Last update 11 days ago

Who’s it for

This template is designed for podcasters, researchers, educators, product teams, and support teams who work with audio content and want to turn it into searchable knowledge. It is especially useful for users who need automated transcription, structured summaries, and conversational access to audio data.

What it does / How it works

This workflow starts with a public form where users upload an audio file.
The audio is sent to AssemblyAI for speech-to-text processing, including speaker labels and bullet-point summarization.
Once transcription is complete, the full text is converted into a document, split into chunks, and embedded using Google Gemini.
The embeddings are stored in a Pinecone vector database along with metadata, making the content retrievable for future use.

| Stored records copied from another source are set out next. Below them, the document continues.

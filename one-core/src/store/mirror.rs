use std::collections::HashSet;

use async_trait::async_trait;
use rusqlite::types::Type;
use rusqlite::{OptionalExtension, Row, Transaction, named_params, params};

use super::{Database, EventMirror, format_timestamp, parse_timestamp, parse_timestamp_opt};
use crate::calendar::CalendarMetadata;
use crate::color::EventColor;
use crate::date_range::SyncWindow;
use crate::error::OneResult;
use crate::event::{EventSource, EventStatus, MirrorEvent};

/// Rows Google returns for a `timeMin`/`timeMax` query: ending after the
/// start of the window and starting before its end.
const OVERLAPS_WINDOW: &str = "end_time > :min AND start_time < :max";

const EVENT_COLUMNS: &str = "id, user_id, calendar_id, summary, description, location, start_time, end_time, \
     all_day, attendees, status, color_id, color, source, event_created_at, event_updated_at, created_at, updated_at";

#[derive(Clone)]
pub struct SqliteEventMirror {
    db: Database,
}

impl SqliteEventMirror {
    pub fn new(db: Database) -> Self {
        SqliteEventMirror { db }
    }
}

fn json_column<T: serde::de::DeserializeOwned>(idx: usize, s: &str) -> rusqlite::Result<T> {
    serde_json::from_str(s)
        .map_err(|e| rusqlite::Error::FromSqlConversionFailure(idx, Type::Text, Box::new(e)))
}

fn row_to_event(row: &Row) -> rusqlite::Result<MirrorEvent> {
    let start_time: String = row.get(6)?;
    let end_time: String = row.get(7)?;
    let attendees: String = row.get(9)?;
    let status: String = row.get(10)?;
    let color: String = row.get(12)?;
    let source: Option<String> = row.get(13)?;
    let created_at: String = row.get(16)?;
    let updated_at: String = row.get(17)?;

    Ok(MirrorEvent {
        id: row.get(0)?,
        user_id: row.get(1)?,
        calendar_id: row.get(2)?,
        summary: row.get(3)?,
        description: row.get(4)?,
        location: row.get(5)?,
        start_time: parse_timestamp(6, &start_time)?,
        end_time: parse_timestamp(7, &end_time)?,
        all_day: row.get(8)?,
        attendees: json_column(9, &attendees)?,
        status: EventStatus::from_google(&status),
        color_id: row.get(11)?,
        color: EventColor::parse(&color).unwrap_or_default(),
        source: source
            .map(|s| json_column::<EventSource>(13, &s))
            .transpose()?,
        event_created_at: parse_timestamp_opt(14, row.get(14)?)?,
        event_updated_at: parse_timestamp_opt(15, row.get(15)?)?,
        created_at: parse_timestamp(16, &created_at)?,
        updated_at: parse_timestamp(17, &updated_at)?,
    })
}

fn delete_ids(tx: &Transaction, user_id: &str, ids: &[String]) -> rusqlite::Result<()> {
    let mut stmt = tx.prepare("DELETE FROM events WHERE user_id = ?1 AND id = ?2")?;
    for id in ids {
        stmt.execute(params![user_id, id])?;
    }
    Ok(())
}

fn row_to_calendar(row: &Row) -> rusqlite::Result<CalendarMetadata> {
    let created_at: String = row.get(5)?;
    let updated_at: String = row.get(6)?;

    Ok(CalendarMetadata {
        id: row.get(0)?,
        user_id: row.get(1)?,
        summary: row.get(2)?,
        description: row.get(3)?,
        time_zone: row.get(4)?,
        created_at: parse_timestamp(5, &created_at)?,
        updated_at: parse_timestamp(6, &updated_at)?,
    })
}

#[async_trait]
impl EventMirror for SqliteEventMirror {
    async fn upsert_events(&self, user_id: &str, events: &[MirrorEvent]) -> OneResult<usize> {
        if events.is_empty() {
            return Ok(0);
        }
        let user_id = user_id.to_string();
        let events = events.to_vec();

        self.db
            .run(move |conn| {
                let tx = conn.transaction()?;
                let mut written = 0;
                {
                    let mut stmt = tx.prepare(
                        "INSERT INTO events (id, user_id, calendar_id, summary, description, location,
                             start_time, end_time, all_day, attendees, status, color_id, color, source,
                             event_created_at, event_updated_at, created_at, updated_at)
                         VALUES (?1, ?2, ?3, ?4, ?5, ?6, ?7, ?8, ?9, ?10, ?11, ?12, ?13, ?14, ?15, ?16, ?17, ?18)
                         ON CONFLICT(user_id, id) DO UPDATE SET
                             calendar_id = excluded.calendar_id,
                             summary = excluded.summary,
                             description = excluded.description,
                             location = excluded.location,
                             start_time = excluded.start_time,
                             end_time = excluded.end_time,
                             all_day = excluded.all_day,
                             attendees = excluded.attendees,
                             status = excluded.status,
                             color_id = excluded.color_id,
                             color = excluded.color,
                             source = excluded.source,
                             event_created_at = excluded.event_created_at,
                             event_updated_at = excluded.event_updated_at,
                             updated_at = excluded.updated_at",
                    )?;

                    for event in &events {
                        let source = event.source.as_ref().map(serde_json::to_string).transpose()?;
                        written += stmt.execute(params![
                            event.id,
                            user_id,
                            event.calendar_id,
                            event.summary,
                            event.description,
                            event.location,
                            format_timestamp(&event.start_time),
                            format_timestamp(&event.end_time),
                            event.all_day,
                            serde_json::to_string(&event.attendees)?,
                            event.status.as_str(),
                            event.color_id,
                            event.color.as_str(),
                            source,
                            event.event_created_at.as_ref().map(format_timestamp),
                            event.event_updated_at.as_ref().map(format_timestamp),
                            format_timestamp(&event.created_at),
                            format_timestamp(&event.updated_at),
                        ])?;
                    }
                }
                tx.commit()?;
                Ok(written)
            })
            .await
    }

    async fn prune_calendar(
        &self,
        user_id: &str,
        calendar_id: &str,
        window: &SyncWindow,
        keep: &HashSet<String>,
    ) -> OneResult<usize> {
        let user_id = user_id.to_string();
        let calendar_id = calendar_id.to_string();
        let window = *window;
        let keep = keep.clone();

        self.db
            .run(move |conn| {
                let tx = conn.transaction()?;
                let stale: Vec<String> = {
                    let mut stmt = tx.prepare(&format!(
                        "SELECT id FROM events
                         WHERE user_id = :user AND calendar_id = :calendar AND {OVERLAPS_WINDOW}"
                    ))?;
                    let ids = stmt.query_map(
                        named_params! {
                            ":user": user_id,
                            ":calendar": calendar_id,
                            ":min": format_timestamp(&window.time_min),
                            ":max": format_timestamp(&window.time_max),
                        },
                        |row| row.get::<_, String>(0),
                    )?;
                    ids.filter(|id| !matches!(id, Ok(id) if keep.contains(id)))
                        .collect::<rusqlite::Result<_>>()?
                };

                delete_ids(&tx, &user_id, &stale)?;
                tx.commit()?;
                Ok(stale.len())
            })
            .await
    }

    async fn prune_except(
        &self,
        user_id: &str,
        calendar_ids: &HashSet<String>,
        window: &SyncWindow,
    ) -> OneResult<usize> {
        let user_id = user_id.to_string();
        let calendar_ids = calendar_ids.clone();
        let window = *window;

        self.db
            .run(move |conn| {
                let tx = conn.transaction()?;
                let stale: Vec<String> = {
                    let mut stmt = tx.prepare(&format!(
                        "SELECT id, calendar_id FROM events WHERE user_id = :user AND {OVERLAPS_WINDOW}"
                    ))?;
                    let rows = stmt.query_map(
                        named_params! {
                            ":user": user_id,
                            ":min": format_timestamp(&window.time_min),
                            ":max": format_timestamp(&window.time_max),
                        },
                        |row| Ok((row.get::<_, String>(0)?, row.get::<_, String>(1)?)),
                    )?;
                    rows.filter(|row| {
                        !matches!(row, Ok((_, calendar_id)) if calendar_ids.contains(calendar_id))
                    })
                    .map(|row| row.map(|(id, _)| id))
                    .collect::<rusqlite::Result<_>>()?
                };

                delete_ids(&tx, &user_id, &stale)?;
                tx.commit()?;
                if !stale.is_empty() {
                    tracing::debug!(user_id = %user_id, pruned = stale.len(), "Pruned rows of unsynced calendars");
                }
                Ok(stale.len())
            })
            .await
    }

    async fn events_for_user(&self, user_id: &str) -> OneResult<Vec<MirrorEvent>> {
        let user_id = user_id.to_string();
        self.db
            .run(move |conn| {
                let mut stmt = conn.prepare(&format!(
                    "SELECT {EVENT_COLUMNS} FROM events WHERE user_id = ?1 ORDER BY start_time DESC, id"
                ))?;
                let events = stmt
                    .query_map([user_id], row_to_event)?
                    .collect::<rusqlite::Result<Vec<_>>>()?;
                Ok(events)
            })
            .await
    }

    async fn upsert_calendar(&self, calendar: &CalendarMetadata) -> OneResult<CalendarMetadata> {
        let calendar = calendar.clone();
        self.db
            .run(move |conn| {
                conn.execute(
                    "INSERT INTO calendars (user_id, id, summary, description, time_zone, created_at, updated_at)
                     VALUES (?1, ?2, ?3, ?4, ?5, ?6, ?7)
                     ON CONFLICT(user_id) DO UPDATE SET
                         id = excluded.id,
                         summary = excluded.summary,
                         description = excluded.description,
                         time_zone = excluded.time_zone,
                         updated_at = excluded.updated_at",
                    params![
                        calendar.user_id,
                        calendar.id,
                        calendar.summary,
                        calendar.description,
                        calendar.time_zone,
                        format_timestamp(&calendar.created_at),
                        format_timestamp(&calendar.updated_at),
                    ],
                )?;
                let stored = conn.query_row(
                    "SELECT id, user_id, summary, description, time_zone, created_at, updated_at
                     FROM calendars WHERE user_id = ?1",
                    [&calendar.user_id],
                    row_to_calendar,
                )?;
                Ok(stored)
            })
            .await
    }

    async fn calendar_for_user(&self, user_id: &str) -> OneResult<Option<CalendarMetadata>> {
        let user_id = user_id.to_string();
        self.db
            .run(move |conn| {
                let calendar = conn
                    .query_row(
                        "SELECT id, user_id, summary, description, time_zone, created_at, updated_at
                         FROM calendars WHERE user_id = ?1",
                        [user_id],
                        row_to_calendar,
                    )
                    .optional()?;
                Ok(calendar)
            })
            .await
    }

    async fn clear_user(&self, user_id: &str) -> OneResult<()> {
        let user_id = user_id.to_string();
        self.db
            .run(move |conn| {
                let tx = conn.transaction()?;
                let events = tx.execute("DELETE FROM events WHERE user_id = ?1", [&user_id])?;
                tx.execute("DELETE FROM calendars WHERE user_id = ?1", [&user_id])?;
                tx.commit()?;
                tracing::debug!(user_id = %user_id, events, "Cleared mirror");
                Ok(())
            })
            .await
    }
}
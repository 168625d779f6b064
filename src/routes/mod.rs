pub mod account;
pub mod assistant;
pub mod calendars;
pub mod events;
pub mod extract;

#[cfg(test)]
pub(crate) mod test_support;

use axum::{
    Json, Router,
    http::StatusCode,
    response::{IntoResponse, Response},
};
use one_core::OneError;
use serde::Serialize;
use tracing::error;

use crate::state::AppState;

/// Action the UI should offer for credential errors
const RECONNECT_ACTION: &str = "reconnect-google-calendar";

pub fn router() -> Router<AppState> {
    Router::new()
        .merge(events::router())
        .merge(calendars::router())
        .merge(account::router())
        .merge(assistant::router())
}

/// Standard API error response
#[derive(Serialize)]
pub struct ErrorResponse {
    pub error: String,
    pub reason: &'static str,
    pub action: Option<&'static str>,
}

/// Convert core errors to HTTP responses
#[derive(Debug)]
pub struct AppError(pub OneError);

impl AppError {
    fn status(&self) -> StatusCode {
        match &self.0 {
            OneError::Unauthenticated => StatusCode::UNAUTHORIZED,
            e if e.requires_reconnect() => StatusCode::FORBIDDEN,
            OneError::InvalidDateRange { .. } | OneError::InvalidInput(_) => StatusCode::BAD_REQUEST,
            OneError::NotFound(_) => StatusCode::NOT_FOUND,
            _ => StatusCode::INTERNAL_SERVER_ERROR,
        }
    }
}

impl IntoResponse for AppError {
    fn into_response(self) -> Response {
        let status = self.status();
        if status == StatusCode::INTERNAL_SERVER_ERROR {
            error!(error = %self.0, "Request failed");
        }

        let body = Json(ErrorResponse {
            error: self.0.to_string(),
            reason: self.0.reason(),
            action: self.0.requires_reconnect().then_some(RECONNECT_ACTION),
        });
        (status, body).into_response()
    }
}

impl From<OneError> for AppError {
    fn from(err: OneError) -> Self {
        Self(err)
    }
}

In parallel, the workflow logs uploaded file information into Google Sheets for tracking.
A separate chat trigger allows users to ask questions about the uploaded audio files.
An AI agent retrieves relevant context from Pinecone and responds using Gemini, enabling conversational search over audio transcripts.

Requirements

AssemblyAI API credentials
Google Gemini (PaLM) API credentials
Pinecone API credentials
Google Sheets OAuth2 credentials
A Pinecone index for storing audio embeddings

How to set up

Connect AssemblyAI, Gemini, Pinecone, and Google Sheets credentials in n8n.
Configure the Pinecone index for storing transcripts.
Verify the Google Sheet has columns for file name and status.
Test by uploading an audio file through the form.
Enable the workflow for continuous use.

How to customize the workflow

Change summary style or transcript options in AssemblyAI
Adjust chunk size and overlap for better retrieval
Add email or Slack notifications after processing
Extend the chatbot to support multiple knowledge bases